In considering the options, I believe there are several points we should keep in mind:

1. Our Objective—It should be to prevent damage to U.S. political (including security) and economic interests in Central America. It should not be to get rid of Somoza or to keep him in power, nor should it be to install democracy in Nicaragua, to promote social change, to disassociate, or to ingratiate ourselves with Perez, Torrijos, Paz, Kennedy or Charlie Wilson. Nicaragua per se is not very important to us. Central America is much more important.

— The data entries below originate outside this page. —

//! Durable store interfaces and backends for stepflow-core.
//!
//! Every mutation is a single SQL statement. Transitions that can race (the
//! worker finishing a step while the sweeper times it out, two wake-ups for
//! the same waiting step) are guarded by a `WHERE status = ...` clause and
//! report the outcome as `bool`: `false` means another actor won and the
//! caller must treat the call as a no-op.

pub mod postgres;
pub mod sqlite;

pub use self::postgres::PostgresPersistence;
pub use self::sqlite::SqlitePersistence;

use std::sync::Arc;

use async_trait::async_trait;
use chrono::{DateTime, Utc};

use crate::error::CoreError;
use crate::models::{
    Instance, InstanceStatus, JsonMap, StepError, StepRecord, StepStatus, Template, Trigger,
};

/// Final state written to a suspended step when its wake-up key fires.
#[derive(Debug, Clone, PartialEq)]
pub struct StepResolution {
    /// `completed` or `failed`.
    pub status: StepStatus,
    /// Output merged into the record.
    pub output: JsonMap,
    /// Error payload for failed resolutions.
    pub error: Option<StepError>,
}

impl StepResolution {
    /// A successful resolution carrying `output`.
    pub fn completed(output: JsonMap) -> Self {
        Self {
            status: StepStatus::Completed,
            output,
            error: None,
        }
    }

    /// A failed resolution.
    pub fn failed(output: JsonMap, error: StepError) -> Self {
        Self {
            status: StepStatus::Failed,
            output,
            error: Some(error),
        }
    }
}

/// Durable store contract used by the engine.
#[async_trait]
pub trait Persistence: Send + Sync {
    // ------------------------------------------------------------------
    // Templates
    // ------------------------------------------------------------------

    /// Insert a new template.
    async fn insert_template(&self, template: &Template) -> Result<(), CoreError>;

    /// Fetch a template by id.
    async fn get_template(&self, template_id: &str) -> Result<Option<Template>, CoreError>;

    /// List templates ordered by creation time.
    async fn list_templates(&self, active_only: bool) -> Result<Vec<Template>, CoreError>;

    /// Toggle the active flag. Returns `false` when the template does not exist.
    async fn set_template_active(&self, template_id: &str, active: bool)
    -> Result<bool, CoreError>;

    // ------------------------------------------------------------------
    // Instances
    // ------------------------------------------------------------------

    /// Insert a new instance.
    async fn insert_instance(&self, instance: &Instance) -> Result<(), CoreError>;

    /// Fetch an instance by id.
    async fn get_instance(&self, instance_id: &str) -> Result<Option<Instance>, CoreError>;

    /// Fetch only the status column.
    async fn get_instance_status(
        &self,
        instance_id: &str,
    ) -> Result<Option<InstanceStatus>, CoreError>;

    /// Oldest first, at most `limit` rows.
    async fn list_instances_by_status(
        &self,
        status: InstanceStatus,
        limit: i64,
    ) -> Result<Vec<Instance>, CoreError>;

    /// `running` instances with work a worker could pick up, least recently
    /// updated first.
    ///
    /// Excludes instances parked on an external event or on a child instance
    /// that has not finished yet. Everything else (a resolved wait, a rewound
    /// step, a timer lost to a restart) is returned.
    async fn list_stalled_instances(&self, limit: i64) -> Result<Vec<Instance>, CoreError>;

    /// Conditional status change `from -> to`.
    ///
    /// Used by producers for pause, resume and cancel. Terminal targets also
    /// stamp `completed_at`.
    async fn update_instance_status(
        &self,
        instance_id: &str,
        from: InstanceStatus,
        to: InstanceStatus,
    ) -> Result<bool, CoreError>;

    /// `pending -> running`, stamping `started_at` on the first start.
    async fn start_instance(&self, instance_id: &str) -> Result<bool, CoreError>;

    /// Record the step the instance has reached.
    async fn set_current_step(&self, instance_id: &str, step_id: &str) -> Result<(), CoreError>;

    /// Overwrite the variable bag.
    async fn set_instance_variables(
        &self,
        instance_id: &str,
        variables: &JsonMap,
    ) -> Result<(), CoreError>;

    /// `running -> completed`.
    async fn complete_instance_if_running(&self, instance_id: &str) -> Result<bool, CoreError>;

    /// `running -> failed` with an error message.
    async fn fail_instance_if_running(
        &self,
        instance_id: &str,
        error: &str,
    ) -> Result<bool, CoreError>;

    // ------------------------------------------------------------------
    // Steps
    // ------------------------------------------------------------------

    /// Fetch a step record by its row id.
    async fn get_step(&self, id: &str) -> Result<Option<StepRecord>, CoreError>;

    /// Fetch the record for a step definition within an instance.
    async fn find_step(
        &self,
        instance_id: &str,
        step_id: &str,
    ) -> Result<Option<StepRecord>, CoreError>;

    /// Insert a new step record.
    async fn insert_step(&self, step: &StepRecord) -> Result<(), CoreError>;

    /// All records of an instance in creation order.
    async fn list_steps(&self, instance_id: &str) -> Result<Vec<StepRecord>, CoreError>;

    /// Begin an attempt: status `running`, fresh `started_at`, no wake-up key.
    ///
    /// A record revisited after it finished (a loop in the graph) starts over
    /// with `retry_count = 0`; a rewound record keeps its count.
    async fn start_step(&self, id: &str) -> Result<StepRecord, CoreError>;

    /// Mark a running step as suspended on `waiting_for`.
    async fn set_step_waiting(&self, id: &str, waiting_for: &str) -> Result<(), CoreError>;

    /// `running -> status` with output and error payloads.
    async fn finish_step_if_running(
        &self,
        id: &str,
        status: StepStatus,
        output: &JsonMap,
        error: Option<&StepError>,
    ) -> Result<bool, CoreError>;

    /// `from -> pending`, incrementing `retry_count` only if it still equals
    /// `retry_count`. This is the single rewind path for retries.
    async fn rewind_step(
        &self,
        id: &str,
        from: StepStatus,
        retry_count: i32,
    ) -> Result<bool, CoreError>;

    /// Running, non-suspended steps started before `older_than`.
    async fn list_timed_out_steps(
        &self,
        older_than: DateTime<Utc>,
        limit: i64,
    ) -> Result<Vec<StepRecord>, CoreError>;

    /// Resolve one instance's step suspended on `waiting_for`.
    async fn resolve_waiting_step(
        &self,
        instance_id: &str,
        waiting_for: &str,
        resolution: &StepResolution,
    ) -> Result<bool, CoreError>;

    /// Resolve every step suspended on `waiting_for`; returns the affected instance ids.
    async fn resolve_waiting_steps(
        &self,
        waiting_for: &str,
        resolution: &StepResolution,
    ) -> Result<Vec<String>, CoreError>;

    // ------------------------------------------------------------------
    // Triggers
    // ------------------------------------------------------------------

    /// Insert a new trigger.
    async fn insert_trigger(&self, trigger: &Trigger) -> Result<(), CoreError>;

    /// Fetch a trigger by id.
    async fn get_trigger(&self, trigger_id: &str) -> Result<Option<Trigger>, CoreError>;

    /// Triggers bound to a template.
    async fn list_triggers(&self, template_id: &str) -> Result<Vec<Trigger>, CoreError>;

    /// Stamp `last_triggered_at`. Returns `false` for unknown or inactive triggers.
    async fn mark_trigger_fired(&self, trigger_id: &str) -> Result<bool, CoreError>;

    // ------------------------------------------------------------------
    // Health
    // ------------------------------------------------------------------

    /// Round-trip a trivial query.
    async fn health_check(&self) -> Result<(), CoreError>;
}

/// Connect to the store named by `url` and run migrations.
///
/// `postgres://` and `postgresql://` select Postgres, `sqlite:` selects SQLite.
pub async fn connect(url: &str) -> Result<Arc<dyn Persistence>, CoreError> {
    if url.starts_with("postgres://") || url.starts_with("postgresql://") {
        Ok(Arc::new(PostgresPersistence::connect(url).await?))
    } else if let Some(path) = url.strip_prefix("sqlite:") {
        let path = path.trim_start_matches("//");
        if path == ":memory:" {
            Ok(Arc::new(SqlitePersistence::in_memory().await?))
        } else {
            Ok(Arc::new(SqlitePersistence::from_path(path).await?))
        }
    } else {
        Err(CoreError::DatabaseError {
            operation: "connect".to_string(),
            details: format!("unsupported database url scheme: {}", url),
        })
    }
}
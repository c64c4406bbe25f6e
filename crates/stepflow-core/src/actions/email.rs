// Copyright (C) 2025 SyncMyOrders Sp. z o.o.
// SPDX-License-Identifier: AGPL-3.0-or-later
//! `send_email` action and the mail delivery seam.

use std::sync::Arc;

use async_trait::async_trait;
use serde_json::json;
use tracing::info;

use super::{Action, ActionContext, ActionError, ActionOutput, optional_str, required_str};
use crate::models::JsonMap;

/// A message handed to the [`Mailer`].
#[derive(Debug, Clone, PartialEq, Eq)]
pub struct EmailMessage {
    /// Recipient address.
    pub to: String,
    /// Subject line.
    pub subject: String,
    /// Plain text body.
    pub body: String,
}

/// Delivers email. Errors are treated as transient.
#[async_trait]
pub trait Mailer: Send + Sync {
    /// Deliver `message`.
    async fn send(&self, message: &EmailMessage) -> Result<(), String>;
}

/// Mailer that only logs the message.
#[derive(Debug, Clone, Copy, Default)]
pub struct TracingMailer;

#[async_trait]
impl Mailer for TracingMailer {
    async fn send(&self, message: &EmailMessage) -> Result<(), String> {
        info!(to = %message.to, subject = %message.subject, "Sending email");
        Ok(())
    }
}

/// Sends an email through a [`Mailer`].
#[derive(Clone)]
pub struct SendEmailAction {
    mailer: Arc<dyn Mailer>,
}

impl SendEmailAction {
    /// Deliver through `mailer`.
    pub fn new(mailer: Arc<dyn Mailer>) -> Self {
        Self { mailer }
    }
}

#[async_trait]
impl Action for SendEmailAction {
    fn name(&self) -> &'static str {
        "send_email"
    }

    fn validate(&self, config: &JsonMap) -> Result<(), ActionError> {
        required_str(config, "to", "to address not specified for email")?;
        Ok(())
    }

    async fn execute(&self, ctx: &ActionContext<'_>) -> Result<ActionOutput, ActionError> {
        let message = EmailMessage {
            to: required_str(ctx.config, "to", "to address not specified for email")?.to_string(),
            subject: optional_str(ctx.config, "subject", "").to_string(),
            body: optional_str(ctx.config, "body", "").to_string(),
        };

        self.mailer
            .send(&message)
            .await
            .map_err(|e| ActionError::Failed(format!("failed to send email to {}: {}", message.to, e)))?;

        let mut data = JsonMap::new();
        data.insert("to".to_string(), json!(message.to));
        data.insert("subject".to_string(), json!(message.subject));
        data.insert("sent".to_string(), json!(true));
        Ok(ActionOutput::new(data))
    }
}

2. Nicaragua is a Political Problem, Not a Human Rights Problem—Despite unprecedented guerrilla attacks, Somoza allows opponents who openly call for his violent overthrow and support of the Sandinistas to go about their business generally unmolested. He has not yet re-imposed a state of siege as he did after the 1974 incident2 and the press remains free and vitriolic. The National Guard, despite undoubted instances of brutality, is behaving remarkably well for a Latin American military force suffering frequent casualties.

3. The basic cause of Somoza’s difficulties is regime fatigue, just as it is with the Shah of Iran, just as it is incipiently with Trujillo. It’s not [Page 226] primarily his corruption, his human rights record, or anything else he has done. Nicaraguans are just sick and tired of the dynasty. This means the only real solution to his internal political problem is his (and his son’s) departure from power, but it also means that the people’s grievance is not so burning that they will go to any extreme to push him out. If he reimposes repression, it will work, though only over the short to medium term.

4. Somoza’s tactic is to allow anarchy to grow until the business community and middle class beg him to restore order or at least until they accept his proffered dialogue to that end. If things get out of hand, he always has the option of repression by the National Guard. He would use that option only if the situation were extreme since he realizes that could break the remnant of his relationship with us. If we break it anyway, our hostile action would seem to remove a major reason against a harsh crackdown.

5. There is a very real danger of a second Cuba here with all of its political implications. Probably not through a Sandinista takeover a la Havana in the face of a crumbling National Guard, but through the better organized Marxist-Leninist elements among the Sandinistas quickly dominating an opposition-controlled successor government in which they formed a part through superior firepower. The best way to prevent this would be to ensure that the National Guard, as an institution (purged, perhaps of its most corrupt elements), continues as Nicaragua’s military force after Somoza’s departure from power.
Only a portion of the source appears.